//! Google Gemini provider implementation.
//!
//! Speaks the Generative Language REST API (`models/{model}:generateContent`).

use std::time::Instant;

use async_trait::async_trait;
use serde::{Deserialize, Serialize};
use tracing::instrument;

use crate::error::ProviderError;
use crate::generator::{
    build_bank_prompt, GenerateRequest, GeneratedBank, QuestionGenerator, TokenUsage,
    BANK_FORMAT_PROMPT,
};

const DEFAULT_BASE_URL: &str = "https://generativelanguage.googleapis.com";
const DEFAULT_TIMEOUT_SECS: u64 = 60;

/// Google Gemini provider.
pub struct GeminiProvider {
    api_key: String,
    base_url: String,
    client: reqwest::Client,
}

impl GeminiProvider {
    pub fn new(api_key: &str, base_url: Option<String>) -> Self {
        let client = reqwest::Client::builder()
            .timeout(std::time::Duration::from_secs(DEFAULT_TIMEOUT_SECS))
            .build()
            .expect("failed to build HTTP client");

        Self {
            api_key: api_key.to_string(),
            base_url: base_url.unwrap_or_else(|| DEFAULT_BASE_URL.to_string()),
            client,
        }
    }
}

#[derive(Serialize)]
#[serde(rename_all = "camelCase")]
struct GeminiRequest {
    system_instruction: GeminiContent,
    contents: Vec<GeminiContent>,
    generation_config: GeminiGenerationConfig,
}

#[derive(Serialize, Deserialize)]
struct GeminiContent {
    parts: Vec<GeminiPart>,
}

#[derive(Serialize, Deserialize)]
struct GeminiPart {
    text: String,
}

#[derive(Serialize)]
struct GeminiGenerationConfig {
    temperature: f64,
}

#[derive(Deserialize)]
#[serde(rename_all = "camelCase")]
struct GeminiResponse {
    #[serde(default)]
    candidates: Vec<GeminiCandidate>,
    #[serde(default)]
    usage_metadata: GeminiUsage,
    #[serde(default)]
    model_version: Option<String>,
}

#[derive(Deserialize)]
struct GeminiCandidate {
    content: GeminiContent,
}

#[derive(Deserialize, Default)]
#[serde(rename_all = "camelCase")]
struct GeminiUsage {
    #[serde(default)]
    prompt_token_count: u32,
    #[serde(default)]
    candidates_token_count: u32,
}

#[async_trait]
impl QuestionGenerator for GeminiProvider {
    fn name(&self) -> &str {
        "gemini"
    }

    #[instrument(skip(self, request), fields(model = %request.model))]
    async fn generate(&self, request: &GenerateRequest) -> anyhow::Result<GeneratedBank> {
        let start = Instant::now();

        let body = GeminiRequest {
            system_instruction: GeminiContent {
                parts: vec![GeminiPart {
                    text: BANK_FORMAT_PROMPT.to_string(),
                }],
            },
            contents: vec![GeminiContent {
                parts: vec![GeminiPart {
                    text: build_bank_prompt(request),
                }],
            }],
            generation_config: GeminiGenerationConfig {
                temperature: request.temperature,
            },
        };

        let url = format!(
            "{}/v1beta/models/{}:generateContent",
            self.base_url, request.model
        );
        let response = self
            .client
            .post(url)
            .header("x-goog-api-key", &self.api_key)
            .header("content-type", "application/json")
            .json(&body)
            .send()
            .await
            .map_err(|e| {
                if e.is_timeout() {
                    ProviderError::Timeout(DEFAULT_TIMEOUT_SECS)
                } else {
                    ProviderError::NetworkError(e.to_string())
                }
            })?;

        let status = response.status().as_u16();
        if status == 429 {
            let retry_after = response
                .headers()
                .get("retry-after")
                .and_then(|v| v.to_str().ok())
                .and_then(|v| v.parse::<u64>().ok())
                .unwrap_or(5)
                * 1000;
            return Err(ProviderError::RateLimited {
                retry_after_ms: retry_after,
            }
            .into());
        }
        if status == 401 || status == 403 {
            let body = response.text().await.unwrap_or_default();
            return Err(ProviderError::AuthenticationFailed(body).into());
        }
        if status == 404 {
            return Err(ProviderError::ModelNotFound(request.model.clone()).into());
        }
        if status >= 400 {
            let body = response.text().await.unwrap_or_default();
            return Err(ProviderError::ApiError {
                status,
                message: body,
            }
            .into());
        }

        let api_response: GeminiResponse =
            response.json().await.map_err(|e| ProviderError::ApiError {
                status: 0,
                message: format!("failed to parse response: {e}"),
            })?;

        let latency_ms = start.elapsed().as_millis() as u64;
        let text = api_response
            .candidates
            .first()
            .map(|c| {
                c.content
                    .parts
                    .iter()
                    .map(|p| p.text.as_str())
                    .collect::<Vec<_>>()
                    .join("")
            })
            .ok_or_else(|| ProviderError::ApiError {
                status: 0,
                message: "response contained no candidates".into(),
            })?;

        let prompt_tokens = api_response.usage_metadata.prompt_token_count;
        let completion_tokens = api_response.usage_metadata.candidates_token_count;

        Ok(GeneratedBank {
            text,
            model: api_response
                .model_version
                .unwrap_or_else(|| request.model.clone()),
            token_usage: TokenUsage {
                prompt_tokens,
                completion_tokens,
                total_tokens: prompt_tokens + completion_tokens,
            },
            latency_ms,
        })
    }
}

#[cfg(test)]
mod tests {
    use super::*;
    use wiremock::matchers::{header, method, path};
    use wiremock::{Mock, MockServer, ResponseTemplate};

    fn request() -> GenerateRequest {
        GenerateRequest {
            model: "gemini-1.5-flash".into(),
            source_text: "Texto de ejemplo".into(),
            num_questions: 3,
            language: "español".into(),
            temperature: 0.7,
        }
    }

    #[tokio::test]
    async fn successful_generation() {
        let server = MockServer::start().await;

        let bank = "1. ¿Pregunta?\nA) uno\nB) dos\nANSWER: A\n";
        let response_body = serde_json::json!({
            "candidates": [
                {"content": {"parts": [{"text": bank}], "role": "model"}}
            ],
            "usageMetadata": {"promptTokenCount": 120, "candidatesTokenCount": 40},
            "modelVersion": "gemini-1.5-flash-001"
        });

        Mock::given(method("POST"))
            .and(path("/v1beta/models/gemini-1.5-flash:generateContent"))
            .and(header("x-goog-api-key", "test-key"))
            .respond_with(ResponseTemplate::new(200).set_body_json(&response_body))
            .mount(&server)
            .await;

        let provider = GeminiProvider::new("test-key", Some(server.uri()));
        let generated = provider.generate(&request()).await.unwrap();

        assert!(generated.text.contains("ANSWER: A"));
        assert_eq!(generated.model, "gemini-1.5-flash-001");
        assert_eq!(generated.token_usage.prompt_tokens, 120);
        assert_eq!(generated.token_usage.total_tokens, 160);
    }

    #[tokio::test]
    async fn authentication_failure() {
        let server = MockServer::start().await;

        Mock::given(method("POST"))
            .respond_with(ResponseTemplate::new(403).set_body_string("API key invalid"))
            .mount(&server)
            .await;

        let provider = GeminiProvider::new("bad-key", Some(server.uri()));
        let err = provider.generate(&request()).await.unwrap_err();
        assert!(err.to_string().contains("authentication failed"));
    }

    #[tokio::test]
    async fn unknown_model() {
        let server = MockServer::start().await;

        Mock::given(method("POST"))
            .respond_with(ResponseTemplate::new(404).set_body_string("not found"))
            .mount(&server)
            .await;

        let provider = GeminiProvider::new("test-key", Some(server.uri()));
        let err = provider.generate(&request()).await.unwrap_err();
        assert!(err.to_string().contains("model not found"));
    }

    #[tokio::test]
    async fn empty_candidates_is_an_api_error() {
        let server = MockServer::start().await;

        let response_body = serde_json::json!({"candidates": []});
        Mock::given(method("POST"))
            .respond_with(ResponseTemplate::new(200).set_body_json(&response_body))
            .mount(&server)
            .await;

        let provider = GeminiProvider::new("test-key", Some(server.uri()));
        let err = provider.generate(&request()).await.unwrap_err();
        assert!(err.to_string().contains("no candidates"));
    }
}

# # # # #

_Description of the task_. Every entry, from first to last, is to be reproduced exactly.

_Completed exercise_.
//! Google Gemini provider implementation.
//!
//! Speaks the Generative Language REST API (`models/{model}:generateContent`).

use std::time::Instant;

use async_trait::async_trait;
use serde::{Deserialize, Serialize};
use tracing::instrument;

use crate::error::ProviderError;
use crate::generator::{
    build_bank_prompt, GenerateRequest, GeneratedBank, QuestionGenerator, TokenUsage,
    BANK_FORMAT_PROMPT,
};

const DEFAULT_BASE_URL: &str = "https://generativelanguage.googleapis.com";
const DEFAULT_TIMEOUT_SECS: u64 = 60;

/// Google Gemini provider.
pub struct GeminiProvider {
    api_key: String,
    base_url: String,
    client: reqwest::Client,
}

impl GeminiProvider {
    pub fn new(api_key: &str, base_url: Option<String>) -> Self {
        let client = reqwest::Client::builder()
            .timeout(std::time::Duration::from_secs(DEFAULT_TIMEOUT_SECS))
            .build()
            .expect("failed to build HTTP client");

        Self {
            api_key: api_key.to_string(),
            base_url: base_url.unwrap_or_else(|| DEFAULT_BASE_URL.to_string()),
            client,
        }
    }
}

#[derive(Serialize)]
#[serde(rename_all = "camelCase")]
struct GeminiRequest {
    system_instruction: GeminiContent,
    contents: Vec<GeminiContent>,
    generation_config: GeminiGenerationConfig,
}

#[derive(Serialize, Deserialize)]
struct GeminiContent {
    parts: Vec<GeminiPart>,
}

#[derive(Serialize, Deserialize)]
struct GeminiPart {
    text: String,
}

#[derive(Serialize)]
struct GeminiGenerationConfig {
    temperature: f64,
}

#[derive(Deserialize)]
#[serde(rename_all = "camelCase")]
struct GeminiResponse {
    #[serde(default)]
    candidates: Vec<GeminiCandidate>,
    #[serde(default)]
    usage_metadata: GeminiUsage,
    #[serde(default)]
    model_version: Option<String>,
}

#[derive(Deserialize)]
struct GeminiCandidate {
    content: GeminiContent,
}

#[derive(Deserialize, Default)]
#[serde(rename_all = "camelCase")]
struct GeminiUsage {
    #[serde(default)]
    prompt_token_count: u32,
    #[serde(default)]
    candidates_token_count: u32,
}

#[async_trait]
impl QuestionGenerator for GeminiProvider {
    fn name(&self) -> &str {
        "gemini"
    }

    #[instrument(skip(self, request), fields(model = %request.model))]
    async fn generate(&self, request: &GenerateRequest) -> anyhow::Result<GeneratedBank> {
        let start = Instant::now();

        let body = GeminiRequest {
            system_instruction: GeminiContent {
                parts: vec![GeminiPart {
                    text: BANK_FORMAT_PROMPT.to_string(),
                }],
            },
            contents: vec![GeminiContent {
                parts: vec![GeminiPart {
                    text: build_bank_prompt(request),
                }],
            }],
            generation_config: GeminiGenerationConfig {
                temperature: request.temperature,
            },
        };

        let url = format!(
            "{}/v1beta/models/{}:generateContent",
            self.base_url, request.model
        );
        let response = self
            .client
            .post(url)
            .header("x-goog-api-key", &self.api_key)
            .header("content-type", "application/json")
            .json(&body)
            .send()
            .await
            .map_err(|e| {
                if e.is_timeout() {
                    ProviderError::Timeout(DEFAULT_TIMEOUT_SECS)
                } else {
                    ProviderError::NetworkError(e.to_string())
                }
            })?;

        let status = response.status().as_u16();
        if status == 429 {
            let retry_after = response
                .headers()
                .get("retry-after")
                .and_then(|v| v.to_str().ok())
                .and_then(|v| v.parse::<u64>().ok())
                .unwrap_or(5)
                * 1000;
            return Err(ProviderError::RateLimited {
                retry_after_ms: retry_after,
            }
            .into());
        }
        if status == 401 || status == 403 {
            let body = response.text().await.unwrap_or_default();
            return Err(ProviderError::AuthenticationFailed(body).into());
        }
        if status == 404 {
            return Err(ProviderError::ModelNotFound(request.model.clone()).into());
        }
        if status >= 400 {
            let body = response.text().await.unwrap_or_default();
            return Err(ProviderError::ApiError {
                status,
                message: body,
            }
            .into());
        }

        let api_response: GeminiResponse =
            response.json().await.map_err(|e| ProviderError::ApiError {
                status: 0,
                message: format!("failed to parse response: {e}"),
            })?;

        let latency_ms = start.elapsed().as_millis() as u64;
        let text = api_response
            .candidates
            .first()
            .map(|c| {
                c.content
                    .parts
                    .iter()
                    .map(|p| p.text.as_str())
                    .collect::<Vec<_>>()
                    .join("")
            })
            .ok_or_else(|| ProviderError::ApiError {
                status: 0,
                message: "response contained no candidates".into(),
            })?;

        let prompt_tokens = api_response.usage_metadata.prompt_token_count;
        let completion_tokens = api_response.usage_metadata.candidates_token_count;

        Ok(GeneratedBank {
            text,
            model: api_response
                .model_version
                .unwrap_or_else(|| request.model.clone()),
            token_usage: TokenUsage {
                prompt_tokens,
                completion_tokens,
                total_tokens: prompt_tokens + completion_tokens,
            },
            latency_ms,
        })
    }
}

#[cfg(test)]
mod tests {
    use super::*;
    use wiremock::matchers::{header, method, path};
    use wiremock::{Mock, MockServer, ResponseTemplate};

    fn request() -> GenerateRequest {
        GenerateRequest {
            model: "gemini-1.5-flash".into(),
            source_text: "Texto de ejemplo".into(),
            num_questions: 3,
            language: "español".into(),
            temperature: 0.7,
        }
    }

    #[tokio::test]
    async fn successful_generation() {
        let server = MockServer::start().await;

        let bank = "1. ¿Pregunta?\nA) uno\nB) dos\nANSWER: A\n";
        let response_body = serde_json::json!({
            "candidates": [
                {"content": {"parts": [{"text": bank}], "role": "model"}}
            ],
            "usageMetadata": {"promptTokenCount": 120, "candidatesTokenCount": 40},
            "modelVersion": "gemini-1.5-flash-001"
        });

        Mock::given(method("POST"))
            .and(path("/v1beta/models/gemini-1.5-flash:generateContent"))
            .and(header("x-goog-api-key", "test-key"))
            .respond_with(ResponseTemplate::new(200).set_body_json(&response_body))
            .mount(&server)
            .await;

        let provider = GeminiProvider::new("test-key", Some(server.uri()));
        let generated = provider.generate(&request()).await.unwrap();

        assert!(generated.text.contains("ANSWER: A"));
        assert_eq!(generated.model, "gemini-1.5-flash-001");
        assert_eq!(generated.token_usage.prompt_tokens, 120);
        assert_eq!(generated.token_usage.total_tokens, 160);
    }

    #[tokio::test]
    async fn authentication_failure() {
        let server = MockServer::start().await;

        Mock::given(method("POST"))
            .respond_with(ResponseTemplate::new(403).set_body_string("API key invalid"))
            .mount(&server)
            .await;

        let provider = GeminiProvider::new("bad-key", Some(server.uri()));
        let err = provider.generate(&request()).await.unwrap_err();
        assert!(err.to_string().contains("authentication failed"));
    }

    #[tokio::test]
    async fn unknown_model() {
        let server = MockServer::start().await;

        Mock::given(method("POST"))
            .respond_with(ResponseTemplate::new(404).set_body_string("not found"))
            .mount(&server)
            .await;

        let provider = GeminiProvider::new("test-key", Some(server.uri()));
        let err = provider.generate(&request()).await.unwrap_err();
        assert!(err.to_string().contains("model not found"));
    }

    #[tokio::test]
    async fn empty_candidates_is_an_api_error() {
        let server = MockServer::start().await;

        let response_body = serde_json::json!({"candidates": []});
        Mock::given(method("POST"))
            .respond_with(ResponseTemplate::new(200).set_body_json(&response_body))
            .mount(&server)
            .await;

        let provider = GeminiProvider::new("test-key", Some(server.uri()));
        let err = provider.generate(&request()).await.unwrap_err();
        assert!(err.to_string().contains("no candidates"));
    }
}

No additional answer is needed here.